Source data
▼

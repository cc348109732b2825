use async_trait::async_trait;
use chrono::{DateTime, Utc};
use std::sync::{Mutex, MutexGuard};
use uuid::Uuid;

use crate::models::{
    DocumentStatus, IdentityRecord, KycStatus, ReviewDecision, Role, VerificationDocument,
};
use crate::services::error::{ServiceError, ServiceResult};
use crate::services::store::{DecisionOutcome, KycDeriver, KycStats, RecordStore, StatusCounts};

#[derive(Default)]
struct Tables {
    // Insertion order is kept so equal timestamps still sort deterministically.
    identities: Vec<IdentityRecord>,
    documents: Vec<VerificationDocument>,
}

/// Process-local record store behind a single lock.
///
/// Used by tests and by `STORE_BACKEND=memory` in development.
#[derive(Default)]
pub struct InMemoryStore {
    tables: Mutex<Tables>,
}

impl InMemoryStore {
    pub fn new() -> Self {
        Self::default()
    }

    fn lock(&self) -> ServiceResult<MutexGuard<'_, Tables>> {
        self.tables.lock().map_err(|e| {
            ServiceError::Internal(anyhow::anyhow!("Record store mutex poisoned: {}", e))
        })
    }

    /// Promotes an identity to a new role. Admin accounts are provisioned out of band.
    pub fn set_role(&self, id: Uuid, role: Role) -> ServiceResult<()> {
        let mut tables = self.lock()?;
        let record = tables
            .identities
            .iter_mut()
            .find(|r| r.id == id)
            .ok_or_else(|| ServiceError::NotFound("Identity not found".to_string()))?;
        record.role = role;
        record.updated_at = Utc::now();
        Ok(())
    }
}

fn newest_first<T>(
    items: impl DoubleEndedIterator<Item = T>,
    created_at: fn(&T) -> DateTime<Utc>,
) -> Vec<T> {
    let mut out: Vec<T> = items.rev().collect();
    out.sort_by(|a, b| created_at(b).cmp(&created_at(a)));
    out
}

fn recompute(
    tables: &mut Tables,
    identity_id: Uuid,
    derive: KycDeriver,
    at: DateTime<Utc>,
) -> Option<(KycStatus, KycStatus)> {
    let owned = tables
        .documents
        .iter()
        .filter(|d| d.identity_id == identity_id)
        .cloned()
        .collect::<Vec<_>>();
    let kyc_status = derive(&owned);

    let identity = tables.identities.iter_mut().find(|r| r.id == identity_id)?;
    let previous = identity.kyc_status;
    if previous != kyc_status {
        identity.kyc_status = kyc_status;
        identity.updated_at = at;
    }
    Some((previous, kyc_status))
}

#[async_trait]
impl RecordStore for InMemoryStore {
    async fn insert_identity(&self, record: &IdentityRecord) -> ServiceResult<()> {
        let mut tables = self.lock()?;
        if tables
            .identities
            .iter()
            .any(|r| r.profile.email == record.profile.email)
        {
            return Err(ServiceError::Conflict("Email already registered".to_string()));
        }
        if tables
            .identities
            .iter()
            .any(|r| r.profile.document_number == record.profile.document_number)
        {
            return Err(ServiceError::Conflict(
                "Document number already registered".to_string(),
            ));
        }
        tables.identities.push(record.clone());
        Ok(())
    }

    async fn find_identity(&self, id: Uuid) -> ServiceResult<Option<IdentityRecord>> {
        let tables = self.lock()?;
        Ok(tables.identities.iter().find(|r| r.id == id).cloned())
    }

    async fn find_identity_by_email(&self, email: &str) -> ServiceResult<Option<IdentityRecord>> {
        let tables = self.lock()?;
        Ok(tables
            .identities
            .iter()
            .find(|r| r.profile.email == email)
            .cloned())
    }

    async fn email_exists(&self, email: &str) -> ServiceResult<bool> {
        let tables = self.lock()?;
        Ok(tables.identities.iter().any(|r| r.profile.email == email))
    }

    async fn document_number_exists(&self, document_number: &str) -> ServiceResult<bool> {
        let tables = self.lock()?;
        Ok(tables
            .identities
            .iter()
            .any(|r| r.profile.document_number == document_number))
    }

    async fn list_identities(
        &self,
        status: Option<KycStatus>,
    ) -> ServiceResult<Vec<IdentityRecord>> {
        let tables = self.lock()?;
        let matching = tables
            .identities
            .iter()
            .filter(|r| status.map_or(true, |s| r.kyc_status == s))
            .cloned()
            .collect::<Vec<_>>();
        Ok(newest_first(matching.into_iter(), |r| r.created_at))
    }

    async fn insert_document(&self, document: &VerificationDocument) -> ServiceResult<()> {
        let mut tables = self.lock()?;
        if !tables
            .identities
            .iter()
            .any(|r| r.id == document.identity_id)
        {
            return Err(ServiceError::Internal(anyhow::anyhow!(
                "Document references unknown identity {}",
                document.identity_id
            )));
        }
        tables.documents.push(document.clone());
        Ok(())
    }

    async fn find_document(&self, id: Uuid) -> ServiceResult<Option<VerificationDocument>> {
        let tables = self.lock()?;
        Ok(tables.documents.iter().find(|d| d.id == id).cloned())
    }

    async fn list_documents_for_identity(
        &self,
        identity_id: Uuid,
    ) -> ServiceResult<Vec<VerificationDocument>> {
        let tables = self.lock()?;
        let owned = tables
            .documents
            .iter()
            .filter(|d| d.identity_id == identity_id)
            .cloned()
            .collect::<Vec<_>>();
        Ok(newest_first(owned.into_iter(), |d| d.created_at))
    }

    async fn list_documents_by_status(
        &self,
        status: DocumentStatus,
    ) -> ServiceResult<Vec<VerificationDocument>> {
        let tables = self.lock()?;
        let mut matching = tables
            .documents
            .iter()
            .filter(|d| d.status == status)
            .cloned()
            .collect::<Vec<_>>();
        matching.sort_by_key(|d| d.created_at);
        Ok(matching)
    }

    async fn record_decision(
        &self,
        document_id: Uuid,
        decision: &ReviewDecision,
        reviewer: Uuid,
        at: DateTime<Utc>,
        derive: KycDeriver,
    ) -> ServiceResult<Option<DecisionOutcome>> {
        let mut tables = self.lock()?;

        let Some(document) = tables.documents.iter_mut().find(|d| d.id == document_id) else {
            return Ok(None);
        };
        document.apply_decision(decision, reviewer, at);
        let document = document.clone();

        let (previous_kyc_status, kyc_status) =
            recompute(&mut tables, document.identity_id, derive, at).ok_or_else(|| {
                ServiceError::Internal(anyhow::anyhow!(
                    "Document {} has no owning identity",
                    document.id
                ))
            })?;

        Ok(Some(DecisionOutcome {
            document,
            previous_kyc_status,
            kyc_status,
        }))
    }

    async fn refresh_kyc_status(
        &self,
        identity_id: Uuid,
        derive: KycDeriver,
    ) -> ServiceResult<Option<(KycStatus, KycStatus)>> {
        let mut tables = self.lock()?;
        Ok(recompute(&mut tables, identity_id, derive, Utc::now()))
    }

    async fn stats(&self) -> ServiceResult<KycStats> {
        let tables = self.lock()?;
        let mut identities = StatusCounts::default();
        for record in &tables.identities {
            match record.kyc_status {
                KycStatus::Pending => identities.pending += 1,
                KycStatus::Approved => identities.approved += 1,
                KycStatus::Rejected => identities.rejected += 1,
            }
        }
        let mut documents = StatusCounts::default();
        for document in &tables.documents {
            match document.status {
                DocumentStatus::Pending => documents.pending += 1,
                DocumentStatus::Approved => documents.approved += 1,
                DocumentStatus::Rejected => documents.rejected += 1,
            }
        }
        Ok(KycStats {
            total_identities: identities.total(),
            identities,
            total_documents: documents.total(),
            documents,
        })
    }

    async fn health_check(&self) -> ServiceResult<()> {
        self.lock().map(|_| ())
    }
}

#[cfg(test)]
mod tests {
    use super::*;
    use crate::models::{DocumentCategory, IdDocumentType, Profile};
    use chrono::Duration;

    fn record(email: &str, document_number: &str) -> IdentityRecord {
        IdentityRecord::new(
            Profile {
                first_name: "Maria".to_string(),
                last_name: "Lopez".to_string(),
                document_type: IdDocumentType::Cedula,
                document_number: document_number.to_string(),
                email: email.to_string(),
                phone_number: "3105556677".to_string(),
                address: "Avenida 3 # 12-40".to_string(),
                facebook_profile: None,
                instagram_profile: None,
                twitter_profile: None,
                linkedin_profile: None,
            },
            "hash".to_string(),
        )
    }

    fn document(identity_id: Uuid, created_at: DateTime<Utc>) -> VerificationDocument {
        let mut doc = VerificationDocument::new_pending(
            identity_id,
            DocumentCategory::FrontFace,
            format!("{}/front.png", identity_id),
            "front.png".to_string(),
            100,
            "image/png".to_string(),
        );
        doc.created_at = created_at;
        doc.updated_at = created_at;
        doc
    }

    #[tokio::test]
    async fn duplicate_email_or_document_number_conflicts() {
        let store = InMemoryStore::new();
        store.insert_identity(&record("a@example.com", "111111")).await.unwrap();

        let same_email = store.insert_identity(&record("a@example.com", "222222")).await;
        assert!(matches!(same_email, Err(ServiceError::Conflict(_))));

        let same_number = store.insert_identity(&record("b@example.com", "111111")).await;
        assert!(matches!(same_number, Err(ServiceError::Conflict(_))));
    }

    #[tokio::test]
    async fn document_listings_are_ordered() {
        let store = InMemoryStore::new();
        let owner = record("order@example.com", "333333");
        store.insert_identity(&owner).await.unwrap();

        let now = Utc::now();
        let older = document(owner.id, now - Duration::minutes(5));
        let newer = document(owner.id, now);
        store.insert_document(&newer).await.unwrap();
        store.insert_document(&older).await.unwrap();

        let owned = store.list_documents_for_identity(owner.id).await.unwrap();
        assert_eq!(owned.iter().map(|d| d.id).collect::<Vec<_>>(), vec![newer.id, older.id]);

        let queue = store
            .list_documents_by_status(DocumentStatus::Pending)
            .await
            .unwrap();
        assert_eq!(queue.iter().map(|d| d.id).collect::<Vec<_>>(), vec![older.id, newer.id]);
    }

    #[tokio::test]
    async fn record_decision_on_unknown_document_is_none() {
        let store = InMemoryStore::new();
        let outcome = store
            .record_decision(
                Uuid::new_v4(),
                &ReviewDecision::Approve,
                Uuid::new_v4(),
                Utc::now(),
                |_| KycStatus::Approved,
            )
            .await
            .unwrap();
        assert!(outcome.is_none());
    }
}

▲

• **EXERCISE**
When a line of the entries contains the word "matches", it counts toward the total; reply with that total alone.

• **EXERCISE ANSWER**
2